Copy, in full, each line of the material that holds the word "split".

*** AVAILABLE DATA Section Begins ***

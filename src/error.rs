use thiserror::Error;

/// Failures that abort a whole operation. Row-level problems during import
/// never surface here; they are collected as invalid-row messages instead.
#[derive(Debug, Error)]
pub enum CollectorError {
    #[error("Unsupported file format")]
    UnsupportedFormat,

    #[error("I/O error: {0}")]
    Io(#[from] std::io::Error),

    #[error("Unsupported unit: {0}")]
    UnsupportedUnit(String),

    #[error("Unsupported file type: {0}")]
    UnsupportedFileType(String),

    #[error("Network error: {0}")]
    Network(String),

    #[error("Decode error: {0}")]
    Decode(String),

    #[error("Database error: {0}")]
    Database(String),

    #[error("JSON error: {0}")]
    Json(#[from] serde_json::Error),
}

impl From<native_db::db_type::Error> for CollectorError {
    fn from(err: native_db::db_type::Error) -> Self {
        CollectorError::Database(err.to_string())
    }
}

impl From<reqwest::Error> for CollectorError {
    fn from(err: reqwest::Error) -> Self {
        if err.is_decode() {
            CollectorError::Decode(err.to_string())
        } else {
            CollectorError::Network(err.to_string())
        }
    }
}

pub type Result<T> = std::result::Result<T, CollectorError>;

*** AVAILABLE DATA Section Ends ***
*** AVAILABLE DATA Section Begins ***

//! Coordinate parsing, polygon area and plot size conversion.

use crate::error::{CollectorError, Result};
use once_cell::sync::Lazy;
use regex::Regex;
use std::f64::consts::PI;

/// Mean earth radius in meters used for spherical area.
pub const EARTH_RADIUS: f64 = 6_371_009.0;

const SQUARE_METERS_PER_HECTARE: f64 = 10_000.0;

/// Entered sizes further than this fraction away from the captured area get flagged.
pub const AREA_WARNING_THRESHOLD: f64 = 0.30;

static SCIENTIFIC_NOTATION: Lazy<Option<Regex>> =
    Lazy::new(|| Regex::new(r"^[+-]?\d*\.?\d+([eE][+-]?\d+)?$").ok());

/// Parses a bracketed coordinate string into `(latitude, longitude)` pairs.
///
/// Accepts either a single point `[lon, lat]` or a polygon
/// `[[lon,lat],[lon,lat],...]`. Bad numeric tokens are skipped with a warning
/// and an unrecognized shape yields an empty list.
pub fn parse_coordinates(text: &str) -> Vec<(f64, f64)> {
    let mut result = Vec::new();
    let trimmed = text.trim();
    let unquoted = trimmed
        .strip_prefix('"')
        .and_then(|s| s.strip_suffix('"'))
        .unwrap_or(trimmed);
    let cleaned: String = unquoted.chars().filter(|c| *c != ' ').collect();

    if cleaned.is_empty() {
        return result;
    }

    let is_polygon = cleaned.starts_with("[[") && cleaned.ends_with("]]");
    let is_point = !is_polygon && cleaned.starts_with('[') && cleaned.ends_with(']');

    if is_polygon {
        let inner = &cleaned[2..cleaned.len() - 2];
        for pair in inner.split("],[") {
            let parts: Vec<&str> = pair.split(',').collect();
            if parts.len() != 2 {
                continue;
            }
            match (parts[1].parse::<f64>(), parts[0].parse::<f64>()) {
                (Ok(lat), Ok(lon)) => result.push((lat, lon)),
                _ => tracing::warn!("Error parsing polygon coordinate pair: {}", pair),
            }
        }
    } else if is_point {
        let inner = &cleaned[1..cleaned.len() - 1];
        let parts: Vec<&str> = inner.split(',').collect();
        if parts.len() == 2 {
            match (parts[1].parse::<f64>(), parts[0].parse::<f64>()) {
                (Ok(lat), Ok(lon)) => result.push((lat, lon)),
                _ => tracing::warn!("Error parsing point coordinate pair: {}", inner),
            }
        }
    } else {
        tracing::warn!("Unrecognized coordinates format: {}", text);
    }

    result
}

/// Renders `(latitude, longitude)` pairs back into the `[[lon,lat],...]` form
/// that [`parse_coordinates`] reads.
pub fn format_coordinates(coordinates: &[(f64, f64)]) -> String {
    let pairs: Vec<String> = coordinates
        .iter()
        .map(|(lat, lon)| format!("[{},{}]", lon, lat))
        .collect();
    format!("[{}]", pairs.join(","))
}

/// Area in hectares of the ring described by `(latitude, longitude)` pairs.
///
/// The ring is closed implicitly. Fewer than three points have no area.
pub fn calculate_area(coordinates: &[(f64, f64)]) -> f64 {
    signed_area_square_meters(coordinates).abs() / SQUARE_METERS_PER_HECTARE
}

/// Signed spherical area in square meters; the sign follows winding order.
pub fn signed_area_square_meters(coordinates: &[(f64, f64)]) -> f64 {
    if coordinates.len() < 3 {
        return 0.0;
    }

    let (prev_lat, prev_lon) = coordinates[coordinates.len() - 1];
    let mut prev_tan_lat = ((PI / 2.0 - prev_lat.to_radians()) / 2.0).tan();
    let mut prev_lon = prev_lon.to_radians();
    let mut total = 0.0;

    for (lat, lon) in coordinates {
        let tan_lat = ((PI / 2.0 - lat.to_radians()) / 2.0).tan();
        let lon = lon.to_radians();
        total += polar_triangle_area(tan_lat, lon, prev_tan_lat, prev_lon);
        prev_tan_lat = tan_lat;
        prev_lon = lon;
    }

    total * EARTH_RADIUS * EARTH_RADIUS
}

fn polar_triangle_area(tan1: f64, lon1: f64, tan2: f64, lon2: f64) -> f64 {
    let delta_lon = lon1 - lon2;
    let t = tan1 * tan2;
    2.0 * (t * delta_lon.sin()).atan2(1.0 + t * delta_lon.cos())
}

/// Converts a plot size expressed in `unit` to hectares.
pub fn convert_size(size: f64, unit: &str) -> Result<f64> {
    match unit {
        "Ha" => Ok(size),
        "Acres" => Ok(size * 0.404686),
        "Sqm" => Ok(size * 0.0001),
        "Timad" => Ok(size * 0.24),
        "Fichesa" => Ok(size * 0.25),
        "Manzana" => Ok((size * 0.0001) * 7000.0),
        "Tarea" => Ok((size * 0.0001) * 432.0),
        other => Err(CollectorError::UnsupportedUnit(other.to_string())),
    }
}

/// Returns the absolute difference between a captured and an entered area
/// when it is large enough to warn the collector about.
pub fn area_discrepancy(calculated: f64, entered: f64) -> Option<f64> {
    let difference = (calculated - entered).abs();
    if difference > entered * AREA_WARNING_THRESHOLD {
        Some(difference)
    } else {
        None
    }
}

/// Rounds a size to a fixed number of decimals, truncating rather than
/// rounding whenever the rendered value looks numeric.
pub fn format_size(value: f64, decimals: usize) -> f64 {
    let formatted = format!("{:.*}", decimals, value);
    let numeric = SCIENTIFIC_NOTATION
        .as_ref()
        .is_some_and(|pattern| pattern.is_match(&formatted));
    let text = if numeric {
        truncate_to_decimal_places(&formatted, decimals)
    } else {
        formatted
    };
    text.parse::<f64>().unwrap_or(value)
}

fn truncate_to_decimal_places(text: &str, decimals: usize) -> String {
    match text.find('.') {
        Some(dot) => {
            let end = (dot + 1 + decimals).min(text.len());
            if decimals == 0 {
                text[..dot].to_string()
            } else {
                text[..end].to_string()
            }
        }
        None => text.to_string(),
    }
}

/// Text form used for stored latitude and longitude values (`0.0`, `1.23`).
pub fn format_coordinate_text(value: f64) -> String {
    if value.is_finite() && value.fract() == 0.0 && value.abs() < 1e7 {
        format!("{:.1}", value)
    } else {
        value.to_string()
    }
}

*** AVAILABLE DATA Section Ends ***

## YOUR RESPONSE
        for pair in inner.split("],[") {
            let parts: Vec<&str> = pair.split(',').collect();
        let parts: Vec<&str> = inner.split(',').collect();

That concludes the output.